> **WHAT THE EXERCISE ASKS**
Repeat the lines of the data that follow, please, starting at the first and stopping after the one with "use chrono::NaiveDate;".

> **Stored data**
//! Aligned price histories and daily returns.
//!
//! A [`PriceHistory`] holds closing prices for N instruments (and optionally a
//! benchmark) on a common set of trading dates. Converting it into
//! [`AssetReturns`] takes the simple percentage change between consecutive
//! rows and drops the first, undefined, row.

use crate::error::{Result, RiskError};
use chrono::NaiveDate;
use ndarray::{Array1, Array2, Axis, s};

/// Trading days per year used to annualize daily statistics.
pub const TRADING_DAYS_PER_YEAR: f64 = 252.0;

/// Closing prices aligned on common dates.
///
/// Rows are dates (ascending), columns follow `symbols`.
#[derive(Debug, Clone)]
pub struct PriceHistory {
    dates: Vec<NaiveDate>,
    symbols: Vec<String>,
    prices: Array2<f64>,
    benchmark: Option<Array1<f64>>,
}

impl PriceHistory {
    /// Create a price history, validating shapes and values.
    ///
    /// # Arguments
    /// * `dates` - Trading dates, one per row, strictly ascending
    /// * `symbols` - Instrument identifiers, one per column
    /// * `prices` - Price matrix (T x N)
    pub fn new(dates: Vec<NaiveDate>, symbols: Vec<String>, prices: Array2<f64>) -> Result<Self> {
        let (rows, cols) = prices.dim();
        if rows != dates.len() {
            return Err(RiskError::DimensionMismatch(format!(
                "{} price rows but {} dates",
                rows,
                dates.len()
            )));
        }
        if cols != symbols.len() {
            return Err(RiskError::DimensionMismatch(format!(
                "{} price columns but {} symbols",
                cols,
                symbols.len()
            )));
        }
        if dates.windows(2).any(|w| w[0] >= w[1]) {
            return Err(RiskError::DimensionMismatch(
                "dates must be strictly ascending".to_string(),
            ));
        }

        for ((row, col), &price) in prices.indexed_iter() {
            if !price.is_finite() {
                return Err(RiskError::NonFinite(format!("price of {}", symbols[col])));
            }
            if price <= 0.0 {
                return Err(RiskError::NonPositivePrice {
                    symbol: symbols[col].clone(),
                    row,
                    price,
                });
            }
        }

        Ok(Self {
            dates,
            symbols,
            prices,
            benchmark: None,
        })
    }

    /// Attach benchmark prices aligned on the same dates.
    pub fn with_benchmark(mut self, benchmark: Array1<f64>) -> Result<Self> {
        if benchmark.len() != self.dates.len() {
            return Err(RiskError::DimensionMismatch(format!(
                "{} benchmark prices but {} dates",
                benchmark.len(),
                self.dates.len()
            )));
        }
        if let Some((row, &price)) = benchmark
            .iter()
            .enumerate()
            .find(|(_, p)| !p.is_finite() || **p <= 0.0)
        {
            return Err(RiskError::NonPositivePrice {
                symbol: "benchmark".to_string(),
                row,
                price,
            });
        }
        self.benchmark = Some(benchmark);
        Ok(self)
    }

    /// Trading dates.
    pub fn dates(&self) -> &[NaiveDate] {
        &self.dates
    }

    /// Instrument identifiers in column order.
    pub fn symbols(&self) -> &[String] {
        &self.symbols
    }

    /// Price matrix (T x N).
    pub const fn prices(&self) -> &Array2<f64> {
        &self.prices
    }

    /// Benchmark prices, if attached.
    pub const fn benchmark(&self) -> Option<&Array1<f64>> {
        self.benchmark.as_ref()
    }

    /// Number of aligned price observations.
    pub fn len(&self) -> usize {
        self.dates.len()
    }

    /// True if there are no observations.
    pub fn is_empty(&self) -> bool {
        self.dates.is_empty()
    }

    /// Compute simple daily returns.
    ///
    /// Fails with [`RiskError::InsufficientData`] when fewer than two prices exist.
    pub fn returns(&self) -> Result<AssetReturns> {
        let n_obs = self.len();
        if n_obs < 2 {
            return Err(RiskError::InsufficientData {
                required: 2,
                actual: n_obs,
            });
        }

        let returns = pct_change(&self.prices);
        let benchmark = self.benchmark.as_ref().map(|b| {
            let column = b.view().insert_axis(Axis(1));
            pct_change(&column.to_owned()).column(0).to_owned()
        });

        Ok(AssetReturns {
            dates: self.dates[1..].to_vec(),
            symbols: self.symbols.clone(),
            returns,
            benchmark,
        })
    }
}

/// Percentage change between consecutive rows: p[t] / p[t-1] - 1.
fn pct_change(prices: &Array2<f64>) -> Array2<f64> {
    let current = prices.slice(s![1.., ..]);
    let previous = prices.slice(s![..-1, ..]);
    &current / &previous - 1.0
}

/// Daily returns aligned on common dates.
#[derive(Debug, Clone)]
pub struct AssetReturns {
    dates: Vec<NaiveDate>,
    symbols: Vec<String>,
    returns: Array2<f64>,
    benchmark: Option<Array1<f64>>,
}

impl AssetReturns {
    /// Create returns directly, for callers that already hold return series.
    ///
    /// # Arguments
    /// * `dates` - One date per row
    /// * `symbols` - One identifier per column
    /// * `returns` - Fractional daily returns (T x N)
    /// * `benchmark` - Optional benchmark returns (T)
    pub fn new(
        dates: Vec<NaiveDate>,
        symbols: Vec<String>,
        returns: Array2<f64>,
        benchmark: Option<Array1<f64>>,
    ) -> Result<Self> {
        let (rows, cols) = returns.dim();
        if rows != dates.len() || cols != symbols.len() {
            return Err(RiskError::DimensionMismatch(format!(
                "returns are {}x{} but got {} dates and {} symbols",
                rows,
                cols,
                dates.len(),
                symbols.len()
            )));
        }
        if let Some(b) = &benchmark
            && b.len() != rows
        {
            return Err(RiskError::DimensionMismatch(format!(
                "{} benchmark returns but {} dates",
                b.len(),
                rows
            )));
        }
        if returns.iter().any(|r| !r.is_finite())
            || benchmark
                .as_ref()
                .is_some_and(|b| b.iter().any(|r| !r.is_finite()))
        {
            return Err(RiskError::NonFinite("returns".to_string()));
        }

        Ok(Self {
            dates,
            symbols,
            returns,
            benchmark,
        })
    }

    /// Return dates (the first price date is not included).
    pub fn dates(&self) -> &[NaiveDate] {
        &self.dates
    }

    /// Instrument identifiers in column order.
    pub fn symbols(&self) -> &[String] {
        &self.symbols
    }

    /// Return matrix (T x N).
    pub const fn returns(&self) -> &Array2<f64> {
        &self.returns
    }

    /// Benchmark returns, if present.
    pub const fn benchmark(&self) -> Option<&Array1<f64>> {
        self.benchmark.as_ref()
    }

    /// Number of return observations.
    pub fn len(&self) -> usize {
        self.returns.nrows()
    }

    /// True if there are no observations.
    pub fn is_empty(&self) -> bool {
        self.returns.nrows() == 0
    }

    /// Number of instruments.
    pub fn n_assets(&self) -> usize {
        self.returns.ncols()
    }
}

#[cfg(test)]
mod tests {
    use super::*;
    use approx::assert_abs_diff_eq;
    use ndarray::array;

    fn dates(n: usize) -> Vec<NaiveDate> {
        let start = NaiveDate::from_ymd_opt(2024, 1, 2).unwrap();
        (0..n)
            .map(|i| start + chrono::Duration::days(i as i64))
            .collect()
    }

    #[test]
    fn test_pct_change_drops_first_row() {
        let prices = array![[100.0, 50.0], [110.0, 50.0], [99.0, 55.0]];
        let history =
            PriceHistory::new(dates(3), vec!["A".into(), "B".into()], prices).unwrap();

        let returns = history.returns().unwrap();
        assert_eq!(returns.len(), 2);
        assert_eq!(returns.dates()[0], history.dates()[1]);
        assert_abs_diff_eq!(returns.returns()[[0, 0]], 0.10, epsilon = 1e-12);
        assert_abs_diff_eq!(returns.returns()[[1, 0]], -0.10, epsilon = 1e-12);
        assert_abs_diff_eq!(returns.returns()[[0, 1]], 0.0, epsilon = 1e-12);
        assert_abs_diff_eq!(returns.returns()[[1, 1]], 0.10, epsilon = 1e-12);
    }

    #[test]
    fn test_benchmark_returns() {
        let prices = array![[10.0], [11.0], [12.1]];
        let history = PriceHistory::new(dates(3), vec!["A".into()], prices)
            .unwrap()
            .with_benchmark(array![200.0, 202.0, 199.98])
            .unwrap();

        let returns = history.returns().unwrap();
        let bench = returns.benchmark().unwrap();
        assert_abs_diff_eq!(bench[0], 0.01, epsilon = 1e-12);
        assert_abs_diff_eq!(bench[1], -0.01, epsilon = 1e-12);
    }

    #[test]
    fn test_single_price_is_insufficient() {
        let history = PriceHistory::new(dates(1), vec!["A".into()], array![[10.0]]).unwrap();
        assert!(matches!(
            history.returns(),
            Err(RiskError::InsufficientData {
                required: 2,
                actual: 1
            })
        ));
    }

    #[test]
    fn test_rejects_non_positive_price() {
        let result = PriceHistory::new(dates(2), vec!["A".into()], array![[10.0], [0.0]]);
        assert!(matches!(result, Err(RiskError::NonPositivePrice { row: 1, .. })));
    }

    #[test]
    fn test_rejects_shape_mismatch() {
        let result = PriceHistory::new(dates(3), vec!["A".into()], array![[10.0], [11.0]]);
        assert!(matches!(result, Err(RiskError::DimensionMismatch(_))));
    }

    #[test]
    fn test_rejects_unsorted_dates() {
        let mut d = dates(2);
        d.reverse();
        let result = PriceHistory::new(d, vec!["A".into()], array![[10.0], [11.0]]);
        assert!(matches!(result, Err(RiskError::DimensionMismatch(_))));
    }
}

> **EXERCISE OUTPUT**
//! Aligned price histories and daily returns.
//!
//! A [`PriceHistory`] holds closing prices for N instruments (and optionally a
//! benchmark) on a common set of trading dates. Converting it into
//! [`AssetReturns`] takes the simple percentage change between consecutive
//! rows and drops the first, undefined, row.

use crate::error::{Result, RiskError};
use chrono::NaiveDate;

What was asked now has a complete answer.